Tamara había sido la secretaria de Paulo en su juventud, así que conocía a todos los miembros más jóvenes de la familia Hurtado.
En los años en que Paulo aún controlaba el poder de la familia, solía enviarles regalos a los más jóvenes, y la mayoría de las veces era Tamara quien se encargaba de ello.
Ahora, con Tamara y Frida juntas, las expresiones de todos se volvieron incómodas en distintos grados.
Una era la mano derecha de Paulo, la otra era la legítima señora de la familia Hurtado, la matriarca. Nadie se atrevía a ofender a ninguna de las dos.
Cuando Tamara se acercó a saludarlos, ellos respondieron con evasivas y luego se dirigieron a Frida para mostrarle su respeto.
Frida, con una sonrisa benévola, no pareció darle importancia a que hubieran hablado con Tamara. Solo entonces ellos se sintieron aliviados y entraron al santuario.
Todos los miembros más jóvenes de la familia Hurtado ya habían llegado.
Germán anunció el inicio de la ceremonia.
Al oírlo, Frida se dispuso a entrar al santuario.
Tamara, al verla, dio un paso.
Pero Frida se detuvo, la miró con indiferencia y le dijo en voz baja a uno de los guardias de seguridad que estaba en la entrada:
—Ella no es de la familia Hurtado.
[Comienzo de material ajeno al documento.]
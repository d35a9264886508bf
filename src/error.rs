//! Error types for gradestore
//!
//! Provides a unified error type for all operations. The `Display` text of
//! the request-level variants is exactly what clients see in the `mensaje`
//! field of an error response.

use std::path::PathBuf;

use thiserror::Error;

/// Result type alias using GradeError
pub type Result<T> = std::result::Result<T, GradeError>;

/// Unified error type for gradestore operations
#[derive(Debug, Error)]
pub enum GradeError {
    // -------------------------------------------------------------------------
    // Command Errors
    // -------------------------------------------------------------------------
    #[error("Comando inválido: {0}")]
    InvalidCommand(String),

    #[error("Comando vacío")]
    EmptyCommand,

    // -------------------------------------------------------------------------
    // Validation Errors
    // -------------------------------------------------------------------------
    #[error("La calificación debe ser un número válido")]
    NotANumber,

    #[error("La calificación debe estar entre 0 y 20")]
    OutOfRange,

    #[error("El campo {0} no puede estar vacío")]
    MissingField(&'static str),

    // -------------------------------------------------------------------------
    // Record Errors
    // -------------------------------------------------------------------------
    #[error("Ya existe una calificación para {name} en {subject}")]
    DuplicateKey { name: String, subject: String },

    #[error("El ID {id} ya está registrado para {existing}")]
    NameMismatch { id: String, existing: String },

    #[error("ID {id} ya existe para: {name}")]
    IdTaken { id: String, name: String },

    /// Carries the full client-facing message
    #[error("{0}")]
    NotFound(String),

    // -------------------------------------------------------------------------
    // Storage Errors
    // -------------------------------------------------------------------------
    #[error("Error de almacenamiento: {}: {source}", path.display())]
    Storage {
        path: PathBuf,
        #[source]
        source: std::io::Error,
    },

    #[error("Error de almacenamiento: tabla corrupta en la línea {line}: {reason}")]
    CorruptTable { line: usize, reason: String },

    // -------------------------------------------------------------------------
    // Network Errors
    // -------------------------------------------------------------------------
    #[error("IO error: {0}")]
    Io(#[from] std::io::Error),

    #[error("Error de comunicación: {0}")]
    Protocol(String),

    #[error("Error de conexión: {0}")]
    ConnectionFailure(String),

    // -------------------------------------------------------------------------
    // Serialization Errors
    // -------------------------------------------------------------------------
    #[error("Serialization error: {0}")]
    Serialization(#[from] serde_json::Error),

    // -------------------------------------------------------------------------
    // Configuration Errors
    // -------------------------------------------------------------------------
    #[error("Configuration error: {0}")]
    Config(String),
}

impl GradeError {
    /// Wrap an I/O failure on the table file
    pub fn storage(path: impl Into<PathBuf>, source: std::io::Error) -> Self {
        GradeError::Storage {
            path: path.into(),
            source,
        }
    }

    /// Whether this error maps to a `not_found` response
    pub fn is_not_found(&self) -> bool {
        matches!(self, GradeError::NotFound(_))
    }
}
La ceremonia va a empezar, no la dejen entrar.
El guardia asintió.
—Entendido, señora.
Tras la respuesta del guardia, Frida asintió levemente y añadió con amabilidad:
—Gracias por su trabajo.
El guardia sonrió y se apresuró a responder:
—Es mi deber.
En realidad, Tamara no tenía intención de entrar. Después de tantos años al lado de Paulo, conocía muy bien algunas de las reglas de la familia Hurtado.